:: Data records ::
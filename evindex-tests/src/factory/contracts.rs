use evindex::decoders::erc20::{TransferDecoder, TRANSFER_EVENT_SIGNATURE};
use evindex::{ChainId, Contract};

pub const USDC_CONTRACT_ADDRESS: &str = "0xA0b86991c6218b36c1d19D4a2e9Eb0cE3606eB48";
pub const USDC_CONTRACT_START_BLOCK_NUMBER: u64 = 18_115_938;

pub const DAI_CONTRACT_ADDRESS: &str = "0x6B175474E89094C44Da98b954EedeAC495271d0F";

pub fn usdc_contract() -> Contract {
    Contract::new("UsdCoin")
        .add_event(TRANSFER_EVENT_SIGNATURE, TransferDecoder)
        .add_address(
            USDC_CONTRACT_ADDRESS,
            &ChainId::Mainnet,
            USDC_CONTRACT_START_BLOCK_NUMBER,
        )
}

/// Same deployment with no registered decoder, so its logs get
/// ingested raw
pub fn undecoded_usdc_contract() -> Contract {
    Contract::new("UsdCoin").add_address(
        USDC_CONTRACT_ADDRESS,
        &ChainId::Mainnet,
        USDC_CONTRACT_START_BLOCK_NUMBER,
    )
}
:::
:: Data records ::
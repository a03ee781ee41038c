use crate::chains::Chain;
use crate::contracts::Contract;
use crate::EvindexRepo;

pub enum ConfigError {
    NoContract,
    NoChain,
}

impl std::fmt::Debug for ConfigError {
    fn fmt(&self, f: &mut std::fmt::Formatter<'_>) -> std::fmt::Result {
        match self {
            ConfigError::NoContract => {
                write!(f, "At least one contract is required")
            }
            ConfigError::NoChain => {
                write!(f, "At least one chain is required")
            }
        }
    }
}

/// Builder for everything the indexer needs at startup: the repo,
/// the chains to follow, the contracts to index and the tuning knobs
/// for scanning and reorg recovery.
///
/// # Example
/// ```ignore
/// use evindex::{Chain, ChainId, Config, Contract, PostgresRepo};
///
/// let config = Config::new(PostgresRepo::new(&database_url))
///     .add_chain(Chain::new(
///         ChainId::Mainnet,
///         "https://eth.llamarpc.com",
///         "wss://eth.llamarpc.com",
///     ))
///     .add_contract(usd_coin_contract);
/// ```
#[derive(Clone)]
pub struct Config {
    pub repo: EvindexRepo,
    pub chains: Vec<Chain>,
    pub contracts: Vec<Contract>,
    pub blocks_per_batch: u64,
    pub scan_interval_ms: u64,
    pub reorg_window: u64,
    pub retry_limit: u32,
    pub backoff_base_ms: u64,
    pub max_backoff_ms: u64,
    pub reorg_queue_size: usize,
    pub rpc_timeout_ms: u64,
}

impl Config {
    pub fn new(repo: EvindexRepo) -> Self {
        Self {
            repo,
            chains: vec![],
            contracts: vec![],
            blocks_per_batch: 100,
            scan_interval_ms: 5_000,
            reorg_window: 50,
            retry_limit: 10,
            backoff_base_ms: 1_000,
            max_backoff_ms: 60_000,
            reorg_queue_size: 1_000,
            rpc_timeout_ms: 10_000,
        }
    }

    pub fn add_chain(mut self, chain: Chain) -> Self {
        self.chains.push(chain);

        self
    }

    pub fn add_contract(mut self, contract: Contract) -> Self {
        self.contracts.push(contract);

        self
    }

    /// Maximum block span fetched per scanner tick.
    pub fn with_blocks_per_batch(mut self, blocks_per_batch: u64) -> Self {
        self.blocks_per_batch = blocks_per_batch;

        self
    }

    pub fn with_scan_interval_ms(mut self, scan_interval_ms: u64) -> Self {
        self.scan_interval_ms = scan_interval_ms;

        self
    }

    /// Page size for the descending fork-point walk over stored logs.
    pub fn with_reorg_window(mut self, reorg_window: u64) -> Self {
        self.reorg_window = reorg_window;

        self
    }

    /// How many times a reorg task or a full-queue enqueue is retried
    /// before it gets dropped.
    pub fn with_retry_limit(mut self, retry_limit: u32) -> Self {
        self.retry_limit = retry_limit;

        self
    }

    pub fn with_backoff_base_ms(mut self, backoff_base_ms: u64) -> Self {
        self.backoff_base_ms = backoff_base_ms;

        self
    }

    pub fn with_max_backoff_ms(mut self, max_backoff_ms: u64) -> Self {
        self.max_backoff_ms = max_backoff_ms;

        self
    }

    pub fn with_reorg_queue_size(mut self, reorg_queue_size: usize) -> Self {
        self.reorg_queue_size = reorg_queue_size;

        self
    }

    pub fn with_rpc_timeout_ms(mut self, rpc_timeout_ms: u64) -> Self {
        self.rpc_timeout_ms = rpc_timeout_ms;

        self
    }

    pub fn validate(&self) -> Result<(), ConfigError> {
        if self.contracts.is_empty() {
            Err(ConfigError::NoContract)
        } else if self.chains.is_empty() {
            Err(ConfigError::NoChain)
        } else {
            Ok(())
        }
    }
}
:::
:: Data records ::
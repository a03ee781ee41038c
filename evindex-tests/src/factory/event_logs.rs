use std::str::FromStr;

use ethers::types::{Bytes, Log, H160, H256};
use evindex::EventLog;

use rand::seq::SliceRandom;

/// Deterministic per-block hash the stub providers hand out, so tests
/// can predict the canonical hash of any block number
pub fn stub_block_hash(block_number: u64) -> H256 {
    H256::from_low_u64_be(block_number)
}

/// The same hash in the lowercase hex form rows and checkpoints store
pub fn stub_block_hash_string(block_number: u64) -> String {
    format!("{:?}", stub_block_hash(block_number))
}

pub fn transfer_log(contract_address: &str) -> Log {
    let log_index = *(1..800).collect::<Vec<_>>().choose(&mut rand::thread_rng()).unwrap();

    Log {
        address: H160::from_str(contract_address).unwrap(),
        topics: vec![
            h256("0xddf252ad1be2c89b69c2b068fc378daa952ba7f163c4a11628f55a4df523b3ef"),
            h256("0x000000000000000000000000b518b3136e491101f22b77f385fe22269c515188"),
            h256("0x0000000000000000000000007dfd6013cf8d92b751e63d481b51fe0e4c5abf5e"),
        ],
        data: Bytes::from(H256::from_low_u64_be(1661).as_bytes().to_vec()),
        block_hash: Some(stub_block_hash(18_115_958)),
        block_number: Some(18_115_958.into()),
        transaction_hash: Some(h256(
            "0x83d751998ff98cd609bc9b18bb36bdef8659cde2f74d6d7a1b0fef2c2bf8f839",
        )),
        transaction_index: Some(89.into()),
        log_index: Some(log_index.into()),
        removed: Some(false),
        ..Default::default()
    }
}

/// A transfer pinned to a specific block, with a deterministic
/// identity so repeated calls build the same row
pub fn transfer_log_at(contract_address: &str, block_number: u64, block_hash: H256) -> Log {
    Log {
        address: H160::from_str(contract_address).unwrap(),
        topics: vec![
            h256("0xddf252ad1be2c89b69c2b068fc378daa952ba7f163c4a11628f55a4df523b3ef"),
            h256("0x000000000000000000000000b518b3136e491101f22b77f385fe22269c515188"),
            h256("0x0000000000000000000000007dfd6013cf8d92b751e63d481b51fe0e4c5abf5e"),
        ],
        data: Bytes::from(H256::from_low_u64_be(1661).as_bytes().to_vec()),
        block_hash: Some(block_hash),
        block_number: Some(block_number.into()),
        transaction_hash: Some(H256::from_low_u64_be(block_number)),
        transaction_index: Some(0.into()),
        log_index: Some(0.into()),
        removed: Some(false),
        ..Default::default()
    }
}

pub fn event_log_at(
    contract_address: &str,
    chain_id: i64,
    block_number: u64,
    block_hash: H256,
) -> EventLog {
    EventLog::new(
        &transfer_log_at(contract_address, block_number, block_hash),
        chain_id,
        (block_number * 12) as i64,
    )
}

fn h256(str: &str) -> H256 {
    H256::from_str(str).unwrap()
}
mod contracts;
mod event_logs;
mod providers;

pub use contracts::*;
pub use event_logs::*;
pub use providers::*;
:::
What the task requires: Each line above that carries the string "write" has to be returned.

Solution to the problem:
                write!(f, "At least one contract is required")
                write!(f, "At least one chain is required")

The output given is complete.